Para o trabalho no mural da Cooperativa Cuxá, a proposta foi de usar as cores e os vários rostos como uma oportunidade de, como disse o artista, trazer a riqueza das ruas brasileiras tão vívidas, tão cheias de expressões humanas, para dentro daquele espaço de isolamento. “Decidimos que íamos fazer o painel colorido, para que as cores teriam também um aspecto terapêutico, uma cromoterapia. A ideia era levar os rostos, memórias coletivas, a noção de cooperativa, pessoas que se juntam em prol de um bem comum. Para pessoas que não podem sair para a rua, ter esta variedade de texturas e rostos e expressões me pareceu interessante”, disse o artista.

O trabalho durou cerca de 15 dias e mobilizou todo o entorno. O artista contou que todos ao redor se envolviam com o processo de produção da obra e se relacionavam com o que estava sendo desenvolvido. “A arte é uma bandeira. A partir do momento que você está fazendo um trabalho como este, muita coisa se desarma e acelera os relacionamentos humanos. Os agentes que passavam por ali já viraram amigos e piraram no trabalho. Mexeu com o entorno, dos pedreiros (que eram homens presos em regime semi aberto), às cooperadas, às agentes, aos caras que andavam com as armas fazendo a ronda. Acho que deixou mais leve o ambiente.”

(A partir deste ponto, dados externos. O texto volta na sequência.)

//! # vigil-core
//!
//! Foundation crate for the Vigil classification relay.
//! Defines the audit record model, label tokens, errors, config, and the
//! collaborator traits. Every other crate in the workspace depends on this.

pub mod config;
pub mod constants;
pub mod errors;
pub mod label;
pub mod record;
pub mod traits;

// Re-export the most commonly used types at the crate root.
pub use config::RelayConfig;
pub use errors::{VigilError, VigilResult};
pub use label::ClassLabel;
pub use record::{AuditRecord, Recommendation, Severity, SourceChannel};
pub use traits::{IAuditStore, IClassifier, Prediction};
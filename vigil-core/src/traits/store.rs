use crate::errors::VigilResult;
use crate::record::AuditRecord;

/// Append + full-scan audit record store.
pub trait IAuditStore: Send + Sync {
    /// Persist one record. Records are immutable once written; `id` must be
    /// unique for the lifetime of the store.
    fn put(&self, record: &AuditRecord) -> VigilResult<()>;

    /// Return every persisted record, unordered. Callers own the sort.
    fn scan_all(&self) -> VigilResult<Vec<AuditRecord>>;
}
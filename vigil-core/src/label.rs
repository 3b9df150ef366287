use serde::{Deserialize, Serialize};

/// Wire token the model emits for a benign prediction.
pub const BENIGN_TOKEN: &str = "LABEL_0";

/// Wire token the model emits for a malicious prediction.
pub const MALICIOUS_TOKEN: &str = "LABEL_1";

/// The two-token label space of the upstream model, interpreted as a
/// boolean "benign or malicious".
#[derive(Debug, Clone, Copy, PartialEq, Eq, Serialize, Deserialize)]
pub enum ClassLabel {
    #[serde(rename = "LABEL_0")]
    Benign,
    #[serde(rename = "LABEL_1")]
    Malicious,
}

impl ClassLabel {
    /// Map a raw wire token to a label. Only the malicious token is trusted
    /// as malicious; anything else (including unknown tokens) reads as benign.
    pub fn from_token(token: &str) -> Self {
        if token == MALICIOUS_TOKEN {
            Self::Malicious
        } else {
            Self::Benign
        }
    }

    /// The wire token for this label.
    pub fn as_token(&self) -> &'static str {
        match self {
            Self::Benign => BENIGN_TOKEN,
            Self::Malicious => MALICIOUS_TOKEN,
        }
    }

    pub fn is_malicious(&self) -> bool {
        matches!(self, Self::Malicious)
    }
}

impl std::fmt::Display for ClassLabel {
    fn fmt(&self, f: &mut std::fmt::Formatter<'_>) -> std::fmt::Result {
        f.write_str(self.as_token())
    }
}

#[cfg(test)]
mod tests {
    use super::*;

    #[test]
    fn unknown_tokens_read_as_benign() {
        assert_eq!(ClassLabel::from_token("LABEL_1"), ClassLabel::Malicious);
        assert_eq!(ClassLabel::from_token("LABEL_0"), ClassLabel::Benign);
        assert_eq!(ClassLabel::from_token("LABEL_7"), ClassLabel::Benign);
        assert_eq!(ClassLabel::from_token(""), ClassLabel::Benign);
    }

    #[test]
    fn serializes_as_wire_token() {
        let json = serde_json::to_string(&ClassLabel::Malicious).unwrap();
        assert_eq!(json, "\"LABEL_1\"");
    }
}
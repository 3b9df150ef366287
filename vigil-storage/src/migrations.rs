//! Idempotent schema migration, run at every open.

use rusqlite::Connection;

use vigil_core::errors::StoreError;
use vigil_core::VigilResult;

/// Create the audit table and its recency index if absent.
pub fn run_migrations(conn: &Connection) -> VigilResult<()> {
    conn.execute_batch(
        "
        CREATE TABLE IF NOT EXISTS audit_records (
            id             TEXT PRIMARY KEY,
            message        TEXT NOT NULL,
            analysis       TEXT NOT NULL,
            severity       TEXT NOT NULL,
            source         TEXT NOT NULL,
            recommendation TEXT NOT NULL,
            agent_decision TEXT NOT NULL,
            timestamp      TEXT NOT NULL
        );
        CREATE INDEX IF NOT EXISTS idx_audit_records_timestamp
            ON audit_records(timestamp);
        ",
    )
    .map_err(|e| {
        StoreError::MigrationFailed {
            reason: e.to_string(),
        }
        .into()
    })
}
//! Fixed keyword decision table driving severity, source inference, and
//! the override hit count. Hand-coded and small; not a rule engine.

use vigil_core::{Severity, SourceChannel};

/// Risk keywords checked for the override hit count, in display order.
/// Hit lists preserve this order when joined into the explanation text.
pub const RISK_KEYWORDS: [&str; 7] = [
    "bank account",
    "update now",
    "verify",
    "click here",
    "urgent",
    "suspend",
    "claim prize",
];

/// Keywords that place a message in the high severity tier.
pub const HIGH_SEVERITY_KEYWORDS: [&str; 3] = ["bank account", "update now", "urgent"];

/// Keywords that place a message in the medium severity tier.
pub const MEDIUM_SEVERITY_KEYWORDS: [&str; 2] = ["click here", "verify"];

/// Substrings marking a message as likely email-borne. Bare "account"
/// counts here, independent of the "bank account" risk keyword.
pub const EMAIL_MARKERS: [&str; 2] = ["verify", "account"];

/// Risk keywords present in the (already lowercased) message, in table
/// order, each counted at most once.
pub fn keyword_hits(lowered: &str) -> Vec<&'static str> {
    RISK_KEYWORDS
        .iter()
        .copied()
        .filter(|kw| lowered.contains(kw))
        .collect()
}

/// Severity tier for the message. First tier wins: high beats medium
/// beats low, regardless of how many keywords matched overall.
pub fn severity_for(lowered: &str) -> Severity {
    if HIGH_SEVERITY_KEYWORDS.iter().any(|kw| lowered.contains(kw)) {
        Severity::High
    } else if MEDIUM_SEVERITY_KEYWORDS.iter().any(|kw| lowered.contains(kw)) {
        Severity::Medium
    } else {
        Severity::Low
    }
}

/// Infer the likely delivery channel from the message text.
pub fn source_for(lowered: &str) -> SourceChannel {
    if EMAIL_MARKERS.iter().any(|kw| lowered.contains(kw)) {
        SourceChannel::Email
    } else {
        SourceChannel::Sms
    }
}
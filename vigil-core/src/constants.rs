/// Vigil system version.
pub const VERSION: &str = env!("CARGO_PKG_VERSION");

/// Confidence floor applied whenever the keyword override promotes or
/// confirms a malicious verdict. Never lowers an already-higher score.
pub const OVERRIDE_CONFIDENCE_FLOOR: f64 = 0.95;

/// Number of distinct risk-keyword hits at which the override fires
/// regardless of the model's own label.
pub const OVERRIDE_HIT_THRESHOLD: usize = 2;
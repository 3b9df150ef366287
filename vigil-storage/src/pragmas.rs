//! PRAGMA configuration applied to the audit store connection.
//!
//! WAL mode, NORMAL sync, 5s busy_timeout, foreign_keys ON.

use rusqlite::Connection;

use vigil_core::VigilResult;

use crate::to_store_err;

/// Apply performance and safety pragmas to a connection.
pub fn apply_pragmas(conn: &Connection) -> VigilResult<()> {
    conn.execute_batch(
        "
        PRAGMA journal_mode = WAL;
        PRAGMA synchronous = NORMAL;
        PRAGMA busy_timeout = 5000;
        PRAGMA foreign_keys = ON;
        ",
    )
    .map_err(|e| to_store_err(e.to_string()))?;
    Ok(())
}
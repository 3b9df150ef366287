//! SqliteAuditStore — owns the connection, applies pragmas and the schema
//! migration at open, implements [`IAuditStore`].

use std::path::Path;
use std::sync::Mutex;

use chrono::{DateTime, Utc};
use rusqlite::{params, Connection};

use vigil_core::errors::StoreError;
use vigil_core::{
    AuditRecord, IAuditStore, Recommendation, Severity, SourceChannel, VigilResult,
};

use crate::{migrations, pragmas, to_store_err};

/// The production audit store. One writer connection behind a mutex —
/// the relay writes a single row per request.
pub struct SqliteAuditStore {
    conn: Mutex<Connection>,
}

impl SqliteAuditStore {
    /// Open a store backed by a file on disk.
    pub fn open(path: &Path) -> VigilResult<Self> {
        let conn = Connection::open(path).map_err(|e| to_store_err(e.to_string()))?;
        Self::initialize(conn)
    }

    /// Open an in-memory store (for testing).
    pub fn open_in_memory() -> VigilResult<Self> {
        let conn = Connection::open_in_memory().map_err(|e| to_store_err(e.to_string()))?;
        Self::initialize(conn)
    }

    fn initialize(conn: Connection) -> VigilResult<Self> {
        pragmas::apply_pragmas(&conn)?;
        migrations::run_migrations(&conn)?;
        Ok(Self {
            conn: Mutex::new(conn),
        })
    }

    fn with_conn<F, T>(&self, f: F) -> VigilResult<T>
    where
        F: FnOnce(&Connection) -> VigilResult<T>,
    {
        let conn = self
            .conn
            .lock()
            .map_err(|_| to_store_err("connection lock poisoned".to_string()))?;
        f(&conn)
    }
}

type RawRow = (
    String,
    String,
    String,
    String,
    String,
    String,
    String,
    String,
);

/// Decode one raw TEXT row into a record, rejecting values outside the
/// enumerated sets.
fn decode_row(raw: RawRow) -> VigilResult<AuditRecord> {
    let (id, message, analysis, severity, source, recommendation, agent_decision, timestamp) = raw;

    let severity = Severity::from_str(&severity).ok_or_else(|| StoreError::MalformedRow {
        id: id.clone(),
        reason: format!("unknown severity '{severity}'"),
    })?;
    let source = SourceChannel::from_str(&source).ok_or_else(|| StoreError::MalformedRow {
        id: id.clone(),
        reason: format!("unknown source '{source}'"),
    })?;
    let recommendation =
        Recommendation::from_str(&recommendation).ok_or_else(|| StoreError::MalformedRow {
            id: id.clone(),
            reason: format!("unknown recommendation '{recommendation}'"),
        })?;
    let timestamp = DateTime::parse_from_rfc3339(&timestamp)
        .map_err(|e| StoreError::MalformedRow {
            id: id.clone(),
            reason: format!("bad timestamp: {e}"),
        })?
        .with_timezone(&Utc);

    Ok(AuditRecord {
        id,
        message,
        analysis,
        severity,
        source,
        recommendation,
        agent_decision,
        timestamp,
    })
}

impl IAuditStore for SqliteAuditStore {
    fn put(&self, record: &AuditRecord) -> VigilResult<()> {
        self.with_conn(|conn| {
            conn.execute(
                "INSERT INTO audit_records (
                    id, message, analysis, severity, source,
                    recommendation, agent_decision, timestamp
                ) VALUES (?1, ?2, ?3, ?4, ?5, ?6, ?7, ?8)",
                params![
                    record.id,
                    record.message,
                    record.analysis,
                    record.severity.as_str(),
                    record.source.as_str(),
                    record.recommendation.as_str(),
                    record.agent_decision,
                    record.timestamp.to_rfc3339(),
                ],
            )
            .map_err(|e| to_store_err(format!("insert audit record: {e}")))?;
            tracing::debug!(record_id = %record.id, "store: audit record written");
            Ok(())
        })
    }

    fn scan_all(&self) -> VigilResult<Vec<AuditRecord>> {
        self.with_conn(|conn| {
            let mut stmt = conn
                .prepare(
                    "SELECT id, message, analysis, severity, source,
                            recommendation, agent_decision, timestamp
                     FROM audit_records",
                )
                .map_err(|e| to_store_err(e.to_string()))?;

            let rows = stmt
                .query_map([], |row| {
                    Ok((
                        row.get(0)?,
                        row.get(1)?,
                        row.get(2)?,
                        row.get(3)?,
                        row.get(4)?,
                        row.get(5)?,
                        row.get(6)?,
                        row.get(7)?,
                    ))
                })
                .map_err(|e| to_store_err(e.to_string()))?;

            let mut records = Vec::new();
            for row in rows {
                let raw: RawRow = row.map_err(|e| to_store_err(e.to_string()))?;
                records.push(decode_row(raw)?);
            }
            Ok(records)
        })
    }
}
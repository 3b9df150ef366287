//! ReaderService — full scan of the audit store, newest first.

use std::sync::Arc;

use vigil_core::{AuditRecord, IAuditStore, VigilResult};

/// The audit read path. Independent of the relay; shares only the
/// persisted record schema.
pub struct ReaderService {
    store: Arc<dyn IAuditStore>,
}

impl ReaderService {
    pub fn new(store: Arc<dyn IAuditStore>) -> Self {
        Self { store }
    }

    /// Fetch all audit records sorted by timestamp, descending.
    pub fn list_records(&self) -> VigilResult<Vec<AuditRecord>> {
        let mut records = self.store.scan_all()?;
        records.sort_by(|a, b| b.timestamp.cmp(&a.timestamp));
        tracing::info!(count = records.len(), "reader: records fetched");
        Ok(records)
    }
}
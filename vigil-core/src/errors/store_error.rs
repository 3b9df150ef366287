/// Storage-layer errors for the SQLite audit store.
#[derive(Debug, thiserror::Error)]
pub enum StoreError {
    #[error("SQLite error: {message}")]
    Sqlite { message: String },

    #[error("migration failed: {reason}")]
    MigrationFailed { reason: String },

    #[error("malformed row for record {id}: {reason}")]
    MalformedRow { id: String, reason: String },
}
//! Inbound payload normalization.
//!
//! Two accepted shapes: a bare JSON object carrying `message`, or a
//! gateway-style envelope whose `body` field is a JSON-encoded string
//! containing the same object. The envelope wins when both are present.

use serde::Deserialize;

use vigil_core::{VigilError, VigilResult};

/// The tagged union of accepted request shapes.
#[derive(Debug, Clone, Deserialize)]
#[serde(untagged)]
pub enum ClassifyPayload {
    /// `{"body": "{\"message\": ...}"}` — string-encoded inner object.
    Enveloped { body: String },
    /// `{"message": "..."}` directly.
    Direct {
        #[serde(default)]
        message: Option<String>,
    },
}

impl ClassifyPayload {
    /// Parse a raw JSON value into one of the accepted shapes.
    pub fn from_value(value: serde_json::Value) -> VigilResult<Self> {
        serde_json::from_value(value).map_err(|e| VigilError::Validation {
            reason: format!("unrecognized request shape: {e}"),
        })
    }

    /// Normalize either shape down to the trimmed message text.
    pub fn into_message(self) -> VigilResult<String> {
        let raw = match self {
            Self::Enveloped { body } => {
                let inner: serde_json::Value =
                    serde_json::from_str(&body).map_err(|e| VigilError::Validation {
                        reason: format!("body is not valid JSON: {e}"),
                    })?;
                inner
                    .get("message")
                    .and_then(|v| v.as_str())
                    .map(str::to_string)
            }
            Self::Direct { message } => message,
        };

        match raw.map(|m| m.trim().to_string()) {
            Some(m) if !m.is_empty() => Ok(m),
            _ => Err(VigilError::Validation {
                reason: "missing or empty 'message' in request".to_string(),
            }),
        }
    }
}
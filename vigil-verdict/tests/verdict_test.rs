use vigil_core::{ClassLabel, Recommendation, Severity, SourceChannel};
use vigil_verdict::VerdictEngine;

// ── Scenario A: high-severity phishing, benign model label overridden ─────

#[test]
fn urgent_bank_account_message_overridden_to_malicious() {
    let verdict = VerdictEngine::evaluate("Urgent: verify your bank account now", ClassLabel::Benign, 0.2);

    assert_eq!(verdict.keyword_hits, vec!["bank account", "verify", "urgent"]);
    assert_eq!(verdict.severity, Severity::High);
    assert_eq!(verdict.source, SourceChannel::Email);
    assert!(verdict.overridden);
    assert_eq!(verdict.final_label, ClassLabel::Malicious);
    assert_eq!(verdict.final_score, 0.95);
    assert_eq!(verdict.recommendation, Recommendation::ReportToAuthorities);
}

#[test]
fn override_verdict_text_embeds_label_and_score() {
    let verdict = VerdictEngine::evaluate("Urgent: verify your bank account now", ClassLabel::Benign, 0.2);

    assert_eq!(
        verdict.verdict_text,
        "⚠️ Warning: This message is likely a phishing attempt. \
         Classified as 'LABEL_1' with 0.95 confidence based on risky keywords. \
         Please do not click any links and report this message to the appropriate authority."
    );
    assert!(verdict.explanation.starts_with(
        "The message contains keywords like bank account, verify, urgent, "
    ));
    assert!(verdict.explanation.contains(&verdict.verdict_text));
}

// ── Scenario B: benign small talk ─────────────────────────────────────────

#[test]
fn benign_message_passes_through_untouched() {
    let verdict = VerdictEngine::evaluate("Hey, are we still meeting at 5?", ClassLabel::Benign, 0.1);

    assert!(verdict.keyword_hits.is_empty());
    assert_eq!(verdict.severity, Severity::Low);
    assert_eq!(verdict.source, SourceChannel::Sms);
    assert!(!verdict.overridden);
    assert_eq!(verdict.final_label, ClassLabel::Benign);
    assert_eq!(verdict.final_score, 0.1);
    assert_eq!(verdict.verdict_text, "✅ This message appears safe.");
    assert_eq!(
        verdict.explanation,
        "The message did not contain known phishing patterns. \
         The agent classified it as '✅ This message appears safe.'."
    );
}

// ── Scenario C: medium severity yet still "appears safe" ──────────────────
// One hit is below the override threshold, so a benign label survives even
// though the severity tier is medium. This interaction is deliberate.

#[test]
fn single_medium_hit_does_not_override() {
    let verdict = VerdictEngine::evaluate("click here", ClassLabel::Benign, 0.3);

    assert_eq!(verdict.keyword_hits, vec!["click here"]);
    assert_eq!(verdict.severity, Severity::Medium);
    assert_eq!(verdict.source, SourceChannel::Sms);
    assert!(!verdict.overridden);
    assert_eq!(verdict.final_label, ClassLabel::Benign);
    assert_eq!(verdict.final_score, 0.3);
    assert_eq!(verdict.recommendation, Recommendation::IgnoreOrDelete);
    assert_eq!(verdict.verdict_text, "✅ This message appears safe.");
}

// ── Override paths ────────────────────────────────────────────────────────

#[test]
fn two_keyword_hits_override_a_benign_label() {
    let verdict = VerdictEngine::evaluate("verify or we suspend you", ClassLabel::Benign, 0.05);

    assert_eq!(verdict.keyword_hits, vec!["verify", "suspend"]);
    assert!(verdict.overridden);
    assert_eq!(verdict.final_label, ClassLabel::Malicious);
    assert_eq!(verdict.final_score, 0.95);
    // Two medium/unranked hits do not raise the severity tier.
    assert_eq!(verdict.severity, Severity::Medium);
    assert_eq!(verdict.recommendation, Recommendation::IgnoreOrDelete);
}

#[test]
fn malicious_label_always_sticks() {
    let verdict = VerdictEngine::evaluate("Hey, are we still meeting at 5?", ClassLabel::Malicious, 0.6);

    assert!(verdict.overridden);
    assert_eq!(verdict.final_label, ClassLabel::Malicious);
    assert_eq!(verdict.final_score, 0.95);
}

#[test]
fn confidence_floor_never_lowers_a_higher_score() {
    let verdict = VerdictEngine::evaluate("some message", ClassLabel::Malicious, 0.99);
    assert_eq!(verdict.final_score, 0.99);
}

// ── Matching details ──────────────────────────────────────────────────────

#[test]
fn matching_is_case_insensitive() {
    let verdict = VerdictEngine::evaluate("URGENT: CLAIM PRIZE", ClassLabel::Benign, 0.0);
    assert_eq!(verdict.keyword_hits, vec!["urgent", "claim prize"]);
    assert_eq!(verdict.severity, Severity::High);
}

#[test]
fn bare_account_infers_email_channel() {
    let verdict = VerdictEngine::evaluate("please check your account", ClassLabel::Benign, 0.4);
    assert_eq!(verdict.source, SourceChannel::Email);
    // "account" is an email marker but not a risk keyword on its own.
    assert!(verdict.keyword_hits.is_empty());
    assert_eq!(verdict.severity, Severity::Low);
}

#[test]
fn severity_tier_beats_hit_count() {
    // One high-tier hit outranks any number of medium-tier hits.
    let verdict = VerdictEngine::evaluate("urgent", ClassLabel::Benign, 0.1);
    assert_eq!(verdict.severity, Severity::High);
    assert_eq!(verdict.recommendation, Recommendation::ReportToAuthorities);
    // A single high-tier hit still does not override a benign label.
    assert!(!verdict.overridden);
}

Durante os dias de trabalho Kramer vivenciou um momento que ele compartilhou em suas redes, dando o título de “o retrato como um espelho”. “No segundo dia, eu já tinha dado a cara para a pintura e uma delas me chamou e disse: – Você me pinta?. Daí eu falei com a coordenadora e fizemos uma sessão de retratos. Eu comecei a pintar ela e aí juntaram todas ao meu redor. Daí começou. Virou uma festa, elas riam, se divertiam, e algumas não se viam no retrato. ‘Mas está igual!’, as outras confirmavam. Eu assinei, coloquei o nome delas, tiramos algumas fotos. E aí, quando elas já tinham ido embora, a coordenadora veio falar que na penitenciária não tinha espelho. Eu quase caí para trás. A gente deu a oportunidade para elas de se olharem e pensarem sobre elas mesmas. Foi muito bonito, incrível, eu me arrepiei na hora”.

O processo de construção e execução do mural foi valioso para todas as partes envolvidas: o artista, as cooperadas, as equipes que trabalho do Instituto Humanitas360 e da UPFEM. “O ser humano quer se emocionar com algo. O nível de violência que todo mundo ali passou não significa que você precisa ser podado de tudo. Tem que florescer de novo”, afirma Kramer. A obra de Kramer seguirá colorindo a entrada da Cooperativa Cuxá e inspirando as cooperadas na sua jornada de aprendizado e transformação.